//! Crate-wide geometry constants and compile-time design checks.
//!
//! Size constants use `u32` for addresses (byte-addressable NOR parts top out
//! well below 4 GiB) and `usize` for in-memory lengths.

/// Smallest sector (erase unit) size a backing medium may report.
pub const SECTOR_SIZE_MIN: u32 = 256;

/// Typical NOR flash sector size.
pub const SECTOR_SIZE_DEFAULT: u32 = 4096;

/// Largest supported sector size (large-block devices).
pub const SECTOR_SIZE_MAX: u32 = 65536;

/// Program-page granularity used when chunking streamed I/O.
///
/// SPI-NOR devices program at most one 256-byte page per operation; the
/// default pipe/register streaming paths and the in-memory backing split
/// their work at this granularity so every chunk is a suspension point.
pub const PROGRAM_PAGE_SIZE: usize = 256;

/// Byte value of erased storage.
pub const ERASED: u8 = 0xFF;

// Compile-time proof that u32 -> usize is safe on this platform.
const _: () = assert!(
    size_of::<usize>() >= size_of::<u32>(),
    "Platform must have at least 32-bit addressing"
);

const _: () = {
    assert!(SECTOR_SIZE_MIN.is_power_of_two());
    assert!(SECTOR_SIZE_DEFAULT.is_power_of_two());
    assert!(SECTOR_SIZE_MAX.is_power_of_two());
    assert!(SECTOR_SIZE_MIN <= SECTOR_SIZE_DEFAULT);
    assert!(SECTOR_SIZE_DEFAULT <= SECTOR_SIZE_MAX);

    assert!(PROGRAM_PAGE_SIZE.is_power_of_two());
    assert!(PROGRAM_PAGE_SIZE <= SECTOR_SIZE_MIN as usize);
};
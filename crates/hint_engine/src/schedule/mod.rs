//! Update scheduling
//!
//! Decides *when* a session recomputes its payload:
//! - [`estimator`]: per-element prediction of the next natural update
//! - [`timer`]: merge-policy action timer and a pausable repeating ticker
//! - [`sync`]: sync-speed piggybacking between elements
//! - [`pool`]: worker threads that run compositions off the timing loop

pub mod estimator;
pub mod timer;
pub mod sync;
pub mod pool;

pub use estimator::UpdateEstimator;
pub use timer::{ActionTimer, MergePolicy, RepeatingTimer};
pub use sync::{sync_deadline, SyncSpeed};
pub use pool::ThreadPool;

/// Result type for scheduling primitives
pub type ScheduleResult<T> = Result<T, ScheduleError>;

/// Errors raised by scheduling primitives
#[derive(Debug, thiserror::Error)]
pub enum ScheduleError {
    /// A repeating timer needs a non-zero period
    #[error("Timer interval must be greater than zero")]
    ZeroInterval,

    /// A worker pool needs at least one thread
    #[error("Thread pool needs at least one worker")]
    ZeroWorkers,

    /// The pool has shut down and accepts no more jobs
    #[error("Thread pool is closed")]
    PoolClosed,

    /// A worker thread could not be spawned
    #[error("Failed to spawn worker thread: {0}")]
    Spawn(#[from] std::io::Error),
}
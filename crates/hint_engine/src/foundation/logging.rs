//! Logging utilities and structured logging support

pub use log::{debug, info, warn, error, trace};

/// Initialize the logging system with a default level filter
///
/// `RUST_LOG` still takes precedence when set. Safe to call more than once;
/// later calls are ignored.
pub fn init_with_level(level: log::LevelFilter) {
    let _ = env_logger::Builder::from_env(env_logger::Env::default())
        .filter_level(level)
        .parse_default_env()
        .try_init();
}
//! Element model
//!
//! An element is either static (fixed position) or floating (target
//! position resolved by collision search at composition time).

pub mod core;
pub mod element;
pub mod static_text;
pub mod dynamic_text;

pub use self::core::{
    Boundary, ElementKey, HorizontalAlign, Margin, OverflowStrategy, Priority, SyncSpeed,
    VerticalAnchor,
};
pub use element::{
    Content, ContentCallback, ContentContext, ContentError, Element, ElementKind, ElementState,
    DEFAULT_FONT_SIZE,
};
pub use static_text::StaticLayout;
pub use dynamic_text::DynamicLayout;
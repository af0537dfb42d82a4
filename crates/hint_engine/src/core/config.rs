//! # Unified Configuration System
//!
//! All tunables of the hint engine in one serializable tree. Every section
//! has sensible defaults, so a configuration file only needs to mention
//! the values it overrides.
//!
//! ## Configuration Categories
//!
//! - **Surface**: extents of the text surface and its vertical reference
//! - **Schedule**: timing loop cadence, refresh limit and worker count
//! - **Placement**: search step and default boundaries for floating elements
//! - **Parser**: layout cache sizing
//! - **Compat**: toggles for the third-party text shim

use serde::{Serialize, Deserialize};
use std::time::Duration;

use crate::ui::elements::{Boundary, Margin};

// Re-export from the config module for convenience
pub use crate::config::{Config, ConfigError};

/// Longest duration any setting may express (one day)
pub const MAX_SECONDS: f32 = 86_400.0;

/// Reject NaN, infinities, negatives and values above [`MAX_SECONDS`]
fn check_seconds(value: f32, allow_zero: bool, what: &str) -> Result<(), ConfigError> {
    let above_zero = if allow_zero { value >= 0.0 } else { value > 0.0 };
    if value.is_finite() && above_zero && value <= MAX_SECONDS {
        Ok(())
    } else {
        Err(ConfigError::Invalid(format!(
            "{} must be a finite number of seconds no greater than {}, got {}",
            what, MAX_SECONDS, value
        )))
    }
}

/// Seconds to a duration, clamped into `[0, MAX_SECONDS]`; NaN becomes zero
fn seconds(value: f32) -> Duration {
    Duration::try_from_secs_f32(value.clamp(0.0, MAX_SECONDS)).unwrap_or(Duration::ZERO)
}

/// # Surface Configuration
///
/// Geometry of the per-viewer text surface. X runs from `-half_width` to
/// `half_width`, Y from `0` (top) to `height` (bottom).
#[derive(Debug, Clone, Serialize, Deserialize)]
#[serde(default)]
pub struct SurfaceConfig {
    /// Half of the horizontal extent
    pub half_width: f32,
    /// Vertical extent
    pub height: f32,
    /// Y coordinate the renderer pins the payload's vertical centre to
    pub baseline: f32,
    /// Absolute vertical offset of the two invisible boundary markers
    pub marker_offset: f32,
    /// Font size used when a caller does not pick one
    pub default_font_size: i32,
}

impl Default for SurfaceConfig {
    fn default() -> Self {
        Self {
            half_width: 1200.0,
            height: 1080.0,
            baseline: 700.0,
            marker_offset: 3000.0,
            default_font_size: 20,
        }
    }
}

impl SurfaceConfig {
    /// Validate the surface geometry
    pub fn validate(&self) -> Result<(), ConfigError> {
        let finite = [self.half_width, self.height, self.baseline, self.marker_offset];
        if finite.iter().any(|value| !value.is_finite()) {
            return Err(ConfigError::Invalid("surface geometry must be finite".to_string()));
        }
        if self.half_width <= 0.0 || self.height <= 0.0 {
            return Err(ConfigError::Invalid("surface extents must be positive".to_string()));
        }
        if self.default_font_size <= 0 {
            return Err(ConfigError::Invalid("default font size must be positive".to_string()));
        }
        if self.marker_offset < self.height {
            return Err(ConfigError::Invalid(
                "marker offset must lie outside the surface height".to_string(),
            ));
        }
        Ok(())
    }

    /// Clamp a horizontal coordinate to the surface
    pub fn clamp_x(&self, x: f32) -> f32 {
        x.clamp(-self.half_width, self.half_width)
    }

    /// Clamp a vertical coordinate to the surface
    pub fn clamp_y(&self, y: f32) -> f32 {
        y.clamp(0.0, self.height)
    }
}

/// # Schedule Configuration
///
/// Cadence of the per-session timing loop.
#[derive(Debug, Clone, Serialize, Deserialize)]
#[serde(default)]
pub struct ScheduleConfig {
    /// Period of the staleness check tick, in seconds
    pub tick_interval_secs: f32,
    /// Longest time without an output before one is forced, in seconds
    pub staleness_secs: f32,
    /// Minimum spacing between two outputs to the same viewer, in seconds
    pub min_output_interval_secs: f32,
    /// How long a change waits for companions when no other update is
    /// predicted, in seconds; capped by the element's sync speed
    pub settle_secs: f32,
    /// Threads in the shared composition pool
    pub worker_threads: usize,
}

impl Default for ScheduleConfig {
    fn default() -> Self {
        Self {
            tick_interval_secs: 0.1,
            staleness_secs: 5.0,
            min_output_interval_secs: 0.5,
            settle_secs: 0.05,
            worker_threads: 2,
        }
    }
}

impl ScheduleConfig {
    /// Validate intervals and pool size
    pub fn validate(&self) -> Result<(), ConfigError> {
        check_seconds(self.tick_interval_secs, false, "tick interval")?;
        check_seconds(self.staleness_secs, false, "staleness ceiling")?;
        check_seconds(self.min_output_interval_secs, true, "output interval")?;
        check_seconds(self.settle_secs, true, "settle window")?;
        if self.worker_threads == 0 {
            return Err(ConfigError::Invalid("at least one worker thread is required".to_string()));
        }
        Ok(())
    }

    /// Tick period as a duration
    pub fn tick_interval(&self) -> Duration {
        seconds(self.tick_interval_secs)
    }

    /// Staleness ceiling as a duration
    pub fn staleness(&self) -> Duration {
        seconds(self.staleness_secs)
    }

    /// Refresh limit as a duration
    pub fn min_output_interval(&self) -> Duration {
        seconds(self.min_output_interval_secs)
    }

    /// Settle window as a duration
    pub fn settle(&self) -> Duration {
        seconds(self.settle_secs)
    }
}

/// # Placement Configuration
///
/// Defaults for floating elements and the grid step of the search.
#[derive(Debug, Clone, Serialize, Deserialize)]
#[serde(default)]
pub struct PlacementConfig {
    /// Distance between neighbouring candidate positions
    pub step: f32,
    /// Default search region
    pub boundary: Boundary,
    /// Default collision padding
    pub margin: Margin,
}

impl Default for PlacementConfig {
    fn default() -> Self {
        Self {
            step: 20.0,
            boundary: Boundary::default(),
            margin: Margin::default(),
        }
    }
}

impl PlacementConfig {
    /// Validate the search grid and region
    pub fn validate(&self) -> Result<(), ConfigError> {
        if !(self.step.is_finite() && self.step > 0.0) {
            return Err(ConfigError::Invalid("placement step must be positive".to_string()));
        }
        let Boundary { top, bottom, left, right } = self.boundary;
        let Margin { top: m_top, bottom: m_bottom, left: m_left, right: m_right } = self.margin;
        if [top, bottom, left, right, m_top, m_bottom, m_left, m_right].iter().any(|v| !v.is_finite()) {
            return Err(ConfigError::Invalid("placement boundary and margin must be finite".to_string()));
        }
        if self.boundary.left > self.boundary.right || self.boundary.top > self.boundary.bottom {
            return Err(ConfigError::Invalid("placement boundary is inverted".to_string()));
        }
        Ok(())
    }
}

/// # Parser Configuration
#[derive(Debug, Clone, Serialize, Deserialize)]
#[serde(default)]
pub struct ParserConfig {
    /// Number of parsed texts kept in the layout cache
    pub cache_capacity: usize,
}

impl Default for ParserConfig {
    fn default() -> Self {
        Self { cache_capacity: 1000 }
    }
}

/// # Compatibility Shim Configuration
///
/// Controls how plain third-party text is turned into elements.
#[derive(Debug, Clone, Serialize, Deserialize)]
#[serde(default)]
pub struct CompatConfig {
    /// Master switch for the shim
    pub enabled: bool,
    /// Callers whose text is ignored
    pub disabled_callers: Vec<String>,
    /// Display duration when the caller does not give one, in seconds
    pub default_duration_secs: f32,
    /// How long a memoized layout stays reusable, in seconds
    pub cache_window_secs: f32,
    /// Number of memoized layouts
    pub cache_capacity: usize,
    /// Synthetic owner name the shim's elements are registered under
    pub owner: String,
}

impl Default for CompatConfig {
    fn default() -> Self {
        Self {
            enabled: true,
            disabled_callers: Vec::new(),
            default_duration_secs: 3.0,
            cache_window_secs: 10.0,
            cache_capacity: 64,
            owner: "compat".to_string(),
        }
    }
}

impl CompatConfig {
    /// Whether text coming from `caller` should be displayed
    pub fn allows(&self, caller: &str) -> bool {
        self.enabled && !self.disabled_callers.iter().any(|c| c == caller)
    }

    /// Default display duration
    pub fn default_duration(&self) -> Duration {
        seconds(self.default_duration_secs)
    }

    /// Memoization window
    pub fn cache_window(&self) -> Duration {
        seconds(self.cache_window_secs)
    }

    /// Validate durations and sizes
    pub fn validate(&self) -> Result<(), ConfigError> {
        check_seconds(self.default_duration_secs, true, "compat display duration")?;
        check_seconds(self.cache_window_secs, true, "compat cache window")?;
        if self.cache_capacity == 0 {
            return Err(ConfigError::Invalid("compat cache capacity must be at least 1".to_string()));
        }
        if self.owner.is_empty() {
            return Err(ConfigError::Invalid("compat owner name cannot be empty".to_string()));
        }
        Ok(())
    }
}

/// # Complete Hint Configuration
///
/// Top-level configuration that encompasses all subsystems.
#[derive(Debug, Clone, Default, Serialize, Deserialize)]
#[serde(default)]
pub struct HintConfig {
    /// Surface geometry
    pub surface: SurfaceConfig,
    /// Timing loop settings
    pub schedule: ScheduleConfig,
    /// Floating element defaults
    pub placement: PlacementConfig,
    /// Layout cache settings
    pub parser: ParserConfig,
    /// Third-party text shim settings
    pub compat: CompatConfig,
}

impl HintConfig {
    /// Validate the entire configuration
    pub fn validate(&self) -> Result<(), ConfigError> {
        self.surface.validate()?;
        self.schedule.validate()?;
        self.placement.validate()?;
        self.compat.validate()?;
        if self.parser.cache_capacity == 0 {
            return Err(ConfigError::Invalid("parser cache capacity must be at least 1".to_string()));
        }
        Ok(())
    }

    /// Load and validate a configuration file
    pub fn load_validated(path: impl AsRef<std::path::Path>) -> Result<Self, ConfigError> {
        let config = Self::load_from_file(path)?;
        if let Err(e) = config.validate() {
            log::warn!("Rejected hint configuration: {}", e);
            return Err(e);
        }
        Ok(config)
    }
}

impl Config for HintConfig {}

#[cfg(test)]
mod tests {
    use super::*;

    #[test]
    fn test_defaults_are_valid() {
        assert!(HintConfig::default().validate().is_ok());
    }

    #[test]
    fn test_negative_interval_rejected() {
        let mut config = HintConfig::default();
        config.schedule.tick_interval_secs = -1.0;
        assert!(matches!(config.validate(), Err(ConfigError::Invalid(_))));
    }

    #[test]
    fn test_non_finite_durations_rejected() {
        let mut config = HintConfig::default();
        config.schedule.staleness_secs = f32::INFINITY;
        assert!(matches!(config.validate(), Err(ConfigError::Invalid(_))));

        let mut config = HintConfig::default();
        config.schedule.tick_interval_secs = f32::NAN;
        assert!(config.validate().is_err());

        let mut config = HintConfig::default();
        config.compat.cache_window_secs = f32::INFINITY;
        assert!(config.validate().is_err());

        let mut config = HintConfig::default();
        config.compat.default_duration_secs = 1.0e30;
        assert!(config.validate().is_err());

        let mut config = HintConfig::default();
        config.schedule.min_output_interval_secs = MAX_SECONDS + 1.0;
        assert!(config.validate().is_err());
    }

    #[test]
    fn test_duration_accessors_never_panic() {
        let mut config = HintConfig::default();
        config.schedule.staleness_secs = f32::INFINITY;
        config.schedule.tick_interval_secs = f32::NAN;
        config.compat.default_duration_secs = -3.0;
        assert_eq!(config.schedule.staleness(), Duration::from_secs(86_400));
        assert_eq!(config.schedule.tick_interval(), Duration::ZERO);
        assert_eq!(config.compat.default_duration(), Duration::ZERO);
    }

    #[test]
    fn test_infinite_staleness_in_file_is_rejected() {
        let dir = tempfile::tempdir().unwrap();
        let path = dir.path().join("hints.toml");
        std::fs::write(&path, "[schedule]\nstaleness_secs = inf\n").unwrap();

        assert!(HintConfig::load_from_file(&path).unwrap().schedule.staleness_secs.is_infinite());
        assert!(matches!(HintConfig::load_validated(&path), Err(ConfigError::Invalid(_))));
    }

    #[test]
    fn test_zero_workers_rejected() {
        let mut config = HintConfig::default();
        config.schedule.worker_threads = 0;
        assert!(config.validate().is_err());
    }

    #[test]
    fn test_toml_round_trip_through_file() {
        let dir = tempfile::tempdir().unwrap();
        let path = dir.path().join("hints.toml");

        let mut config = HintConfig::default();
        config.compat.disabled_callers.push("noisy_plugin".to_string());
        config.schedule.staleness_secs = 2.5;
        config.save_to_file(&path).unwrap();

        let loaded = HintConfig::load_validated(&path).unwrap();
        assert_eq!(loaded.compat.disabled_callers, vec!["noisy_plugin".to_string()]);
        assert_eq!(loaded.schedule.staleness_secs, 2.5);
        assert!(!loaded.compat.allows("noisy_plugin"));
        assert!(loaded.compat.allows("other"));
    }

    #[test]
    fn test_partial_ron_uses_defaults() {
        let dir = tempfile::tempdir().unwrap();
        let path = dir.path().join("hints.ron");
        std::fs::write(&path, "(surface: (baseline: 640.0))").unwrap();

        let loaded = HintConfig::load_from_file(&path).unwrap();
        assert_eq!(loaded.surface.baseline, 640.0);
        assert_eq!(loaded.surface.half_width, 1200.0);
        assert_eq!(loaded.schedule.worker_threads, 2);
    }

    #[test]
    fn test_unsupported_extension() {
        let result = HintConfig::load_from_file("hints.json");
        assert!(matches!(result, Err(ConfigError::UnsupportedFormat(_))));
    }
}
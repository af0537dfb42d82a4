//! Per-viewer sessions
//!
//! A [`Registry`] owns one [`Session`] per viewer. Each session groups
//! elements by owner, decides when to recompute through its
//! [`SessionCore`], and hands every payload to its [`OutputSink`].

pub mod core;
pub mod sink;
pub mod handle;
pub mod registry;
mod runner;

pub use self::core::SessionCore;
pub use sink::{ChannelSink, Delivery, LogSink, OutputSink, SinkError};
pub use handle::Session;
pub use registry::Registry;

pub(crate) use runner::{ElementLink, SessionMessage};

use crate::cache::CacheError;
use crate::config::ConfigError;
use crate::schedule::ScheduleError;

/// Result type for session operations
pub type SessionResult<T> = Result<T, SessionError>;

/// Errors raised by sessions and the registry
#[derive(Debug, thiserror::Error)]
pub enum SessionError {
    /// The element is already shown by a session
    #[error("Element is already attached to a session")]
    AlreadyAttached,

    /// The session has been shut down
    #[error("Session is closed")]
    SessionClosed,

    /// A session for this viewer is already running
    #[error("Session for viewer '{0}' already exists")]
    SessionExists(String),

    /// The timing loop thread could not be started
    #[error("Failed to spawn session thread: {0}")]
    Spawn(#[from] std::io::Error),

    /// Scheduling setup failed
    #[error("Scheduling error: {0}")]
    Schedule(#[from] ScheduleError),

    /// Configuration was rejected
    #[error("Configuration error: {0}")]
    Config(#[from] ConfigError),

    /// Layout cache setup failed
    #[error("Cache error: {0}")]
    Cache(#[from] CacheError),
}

═══

Check each line of the entries above for the word "region". List the ones that have it.

_SOLUTION TO THIS PROBLEM_
    /// Default search region
    /// Validate the search grid and region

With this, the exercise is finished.